_WORK ORDER:_ Every entry below needs to be repeated exactly as written.
[RECORDS TO USE]
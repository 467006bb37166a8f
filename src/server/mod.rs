//! Local Preview Server
//!
//! Serves a build directory over HTTP or HTTPS on the loopback interface.
//!
//! Security features:
//! - Traversal-safe path resolution (rejections answer a bare 404)
//! - Symlink escape guard for files inside the root
//! - Security response headers (X-Content-Type-Options, X-Frame-Options, Cache-Control)
//! - Loopback-only binding

mod error;
mod path;
mod port;
mod routes;
#[allow(clippy::module_inception)]
mod server;

pub use error::{BindError, ServerError};
pub use path::{PathResolver, Resolved};
pub use port::{PortAllocator, PortHint};
pub use routes::{security_headers, serve_static, StaticSite};
pub use server::{PreviewServer, ServerPhase, ServerState, StartOptions, LOOPBACK};
//! Hosts table error types

use std::path::PathBuf;

use thiserror::Error;

/// Hosts table errors
///
/// Never fatal: the manager logs them and reports the edit as not applied.
#[derive(Error, Debug)]
pub enum HostsFileError {
    #[error("invalid hostname '{hostname}'")]
    InvalidHostname { hostname: String },

    #[error("hosts file not found: {path}")]
    NotFound { path: PathBuf },

    #[error("permission denied editing {path}")]
    PermissionDenied { path: PathBuf },

    #[error("hosts file {path} could not be updated")]
    Io {
        path: PathBuf,
        #[source]
        source: std::io::Error,
    },
}

impl HostsFileError {
    pub(crate) fn from_io(path: &std::path::Path, source: std::io::Error) -> Self {
        match source.kind() {
            std::io::ErrorKind::NotFound => HostsFileError::NotFound {
                path: path.to_path_buf(),
            },
            std::io::ErrorKind::PermissionDenied => HostsFileError::PermissionDenied {
                path: path.to_path_buf(),
            },
            _ => HostsFileError::Io {
                path: path.to_path_buf(),
                source,
            },
        }
    }
}
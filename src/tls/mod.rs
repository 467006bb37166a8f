//! Local TLS for previews
//!
//! A certificate authority is created once per process (or loaded from its
//! storage directory) and signs short-lived leaf certificates, memoized per
//! domain set.

mod error;
mod provider;
mod trust;

pub use error::CertificateError;
pub use provider::{normalize_domains, CertificateBundle, CertificateProvider};
pub use trust::{authority_slug, default_trust_anchor, TrustStatus};
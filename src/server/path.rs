//! Traversal-safe resolution of request paths onto a preview root

use std::path::{Component, Path, PathBuf, MAIN_SEPARATOR};

use super::error::ServerError;

/// Outcome of resolving a request path
#[derive(Debug, Clone, PartialEq, Eq)]
pub enum Resolved {
    /// The path lies at or below the root
    Path(PathBuf),
    /// The path escapes the root; callers answer with a bare 404
    Rejected,
}

impl Resolved {
    pub fn is_rejected(&self) -> bool {
        matches!(self, Resolved::Rejected)
    }

    pub fn into_path(self) -> Option<PathBuf> {
        match self {
            Resolved::Path(path) => Some(path),
            Resolved::Rejected => None,
        }
    }
}

/// Joins request paths onto a canonical root directory
#[derive(Debug, Clone)]
pub struct PathResolver {
    root: PathBuf,
    root_prefix: String,
}

impl PathResolver {
    /// Canonicalize `root` and build a resolver for it
    pub fn new(root: impl AsRef<Path>) -> Result<Self, ServerError> {
        let root = root.as_ref();
        let canonical = std::fs::canonicalize(root).map_err(|source| ServerError::RootUnavailable {
            path: root.to_path_buf(),
            source,
        })?;
        if !canonical.is_dir() {
            return Err(ServerError::RootUnavailable {
                path: root.to_path_buf(),
                source: std::io::Error::new(std::io::ErrorKind::InvalidInput, "not a directory"),
            });
        }
        Ok(Self::from_canonical(canonical))
    }

    /// Build a resolver for a root that is already absolute and normalized
    pub fn from_canonical(root: PathBuf) -> Self {
        let mut root_prefix = root.to_string_lossy().into_owned();
        if !root_prefix.ends_with(MAIN_SEPARATOR) {
            root_prefix.push(MAIN_SEPARATOR);
        }
        Self { root, root_prefix }
    }

    pub fn root(&self) -> &Path {
        &self.root
    }

    /// Resolve a raw (possibly percent-encoded) request path
    pub fn resolve(&self, request_path: &str) -> Resolved {
        if request_path.is_empty() {
            return Resolved::Path(self.root.clone());
        }

        let decoded = match urlencoding::decode(request_path) {
            Ok(decoded) => decoded.into_owned(),
            Err(_) => request_path.to_string(),
        };
        if decoded.contains('\0') {
            return Resolved::Rejected;
        }

        let candidate = self.join_normalized(&decoded);
        if self.contains(&candidate) {
            Resolved::Path(candidate)
        } else {
            Resolved::Rejected
        }
    }

    /// Acceptance rule: equal to the root, or the root plus a separator prefix
    pub fn contains(&self, candidate: &Path) -> bool {
        if candidate == self.root {
            return true;
        }
        candidate.to_string_lossy().starts_with(&self.root_prefix)
    }

    /// Lexically join `relative` onto the root, resolving `.` and `..`
    ///
    /// Leading separators do not reset to the filesystem root; `..` may climb
    /// above the preview root, which `contains` then refuses.
    fn join_normalized(&self, relative: &str) -> PathBuf {
        let mut joined = self.root.clone();
        for segment in relative.split(|c| c == '/' || c == '\\') {
            match segment {
                "" | "." => {}
                ".." => {
                    joined.pop();
                }
                other => {
                    // A segment such as "C:" would otherwise replace the root on Windows.
                    let mut components = Path::new(other).components();
                    match (components.next(), components.next()) {
                        (Some(Component::Normal(name)), None) => joined.push(name),
                        _ => return PathBuf::new(),
                    }
                }
            }
        }
        joined
    }
}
[/RECORDS TO USE]
_SOLUTION BELOW:_
repository 467006bb37166a8f
filename src/server/mod.rs
//! Local Preview Server
//!
//! Serves a build directory over HTTP or HTTPS on the loopback interface.
//!
//! Security features:
//! - Traversal-safe path resolution (rejections answer a bare 404)
//! - Symlink escape guard for files inside the root
//! - Security response headers (X-Content-Type-Options, X-Frame-Options, Cache-Control)
//! - Loopback-only binding

mod error;
mod path;
mod port;
mod routes;
#[allow(clippy::module_inception)]
mod server;

pub use error::{BindError, ServerError};
pub use path::{PathResolver, Resolved};
pub use port::{PortAllocator, PortHint};
pub use routes::{security_headers, serve_static, StaticSite};
pub use server::{PreviewServer, ServerPhase, ServerState, StartOptions, LOOPBACK};
//! Hosts table error types

use std::path::PathBuf;

use thiserror::Error;

/// Hosts table errors
///
/// Never fatal: the manager logs them and reports the edit as not applied.
#[derive(Error, Debug)]
pub enum HostsFileError {
    #[error("invalid hostname '{hostname}'")]
    InvalidHostname { hostname: String },

    #[error("hosts file not found: {path}")]
    NotFound { path: PathBuf },

    #[error("permission denied editing {path}")]
    PermissionDenied { path: PathBuf },

    #[error("hosts file {path} could not be updated")]
    Io {
        path: PathBuf,
        #[source]
        source: std::io::Error,
    },
}

impl HostsFileError {
    pub(crate) fn from_io(path: &std::path::Path, source: std::io::Error) -> Self {
        match source.kind() {
            std::io::ErrorKind::NotFound => HostsFileError::NotFound {
                path: path.to_path_buf(),
            },
            std::io::ErrorKind::PermissionDenied => HostsFileError::PermissionDenied {
                path: path.to_path_buf(),
            },
            _ => HostsFileError::Io {
                path: path.to_path_buf(),
                source,
            },
        }
    }
}
filename src/tls/mod.rs
repository 467006bb37166a8f
//! Local TLS for previews
//!
//! A certificate authority is created once per process (or loaded from its
//! storage directory) and signs short-lived leaf certificates, memoized per
//! domain set.

mod error;
mod provider;
mod trust;

pub use error::CertificateError;
pub use provider::{normalize_domains, CertificateBundle, CertificateProvider};
pub use trust::{authority_slug, default_trust_anchor, TrustStatus};
filename src/server/path.rs
//! Traversal-safe resolution of request paths onto a preview root

use std::path::{Component, Path, PathBuf, MAIN_SEPARATOR};

use super::error::ServerError;

/// Outcome of resolving a request path
#[derive(Debug, Clone, PartialEq, Eq)]
pub enum Resolved {
    /// The path lies at or below the root
    Path(PathBuf),
    /// The path escapes the root; callers answer with a bare 404
    Rejected,
}

impl Resolved {
    pub fn is_rejected(&self) -> bool {
        matches!(self, Resolved::Rejected)
    }

    pub fn into_path(self) -> Option<PathBuf> {
        match self {
            Resolved::Path(path) => Some(path),
            Resolved::Rejected => None,
        }
    }
}

/// Joins request paths onto a canonical root directory
#[derive(Debug, Clone)]
pub struct PathResolver {
    root: PathBuf,
    root_prefix: String,
}

impl PathResolver {
    /// Canonicalize `root` and build a resolver for it
    pub fn new(root: impl AsRef<Path>) -> Result<Self, ServerError> {
        let root = root.as_ref();
        let canonical = std::fs::canonicalize(root).map_err(|source| ServerError::RootUnavailable {
            path: root.to_path_buf(),
            source,
        })?;
        if !canonical.is_dir() {
            return Err(ServerError::RootUnavailable {
                path: root.to_path_buf(),
                source: std::io::Error::new(std::io::ErrorKind::InvalidInput, "not a directory"),
            });
        }
        Ok(Self::from_canonical(canonical))
    }

    /// Build a resolver for a root that is already absolute and normalized
    pub fn from_canonical(root: PathBuf) -> Self {
        let mut root_prefix = root.to_string_lossy().into_owned();
        if !root_prefix.ends_with(MAIN_SEPARATOR) {
            root_prefix.push(MAIN_SEPARATOR);
        }
        Self { root, root_prefix }
    }

    pub fn root(&self) -> &Path {
        &self.root
    }

    /// Resolve a raw (possibly percent-encoded) request path
    pub fn resolve(&self, request_path: &str) -> Resolved {
        if request_path.is_empty() {
            return Resolved::Path(self.root.clone());
        }

        let decoded = match urlencoding::decode(request_path) {
            Ok(decoded) => decoded.into_owned(),
            Err(_) => request_path.to_string(),
        };
        if decoded.contains('\0') {
            return Resolved::Rejected;
        }

        let candidate = self.join_normalized(&decoded);
        if self.contains(&candidate) {
            Resolved::Path(candidate)
        } else {
            Resolved::Rejected
        }
    }

    /// Acceptance rule: equal to the root, or the root plus a separator prefix
    pub fn contains(&self, candidate: &Path) -> bool {
        if candidate == self.root {
            return true;
        }
        candidate.to_string_lossy().starts_with(&self.root_prefix)
    }

    /// Lexically join `relative` onto the root, resolving `.` and `..`
    ///
    /// Leading separators do not reset to the filesystem root; `..` may climb
    /// above the preview root, which `contains` then refuses.
    fn join_normalized(&self, relative: &str) -> PathBuf {
        let mut joined = self.root.clone();
        for segment in relative.split(|c| c == '/' || c == '\\') {
            match segment {
                "" | "." => {}
                ".." => {
                    joined.pop();
                }
                other => {
                    // A segment such as "C:" would otherwise replace the root on Windows.
                    let mut components = Path::new(other).components();
                    match (components.next(), components.next()) {
                        (Some(Component::Normal(name)), None) => joined.push(name),
                        _ => return PathBuf::new(),
                    }
                }
            }
        }
        joined
    }
}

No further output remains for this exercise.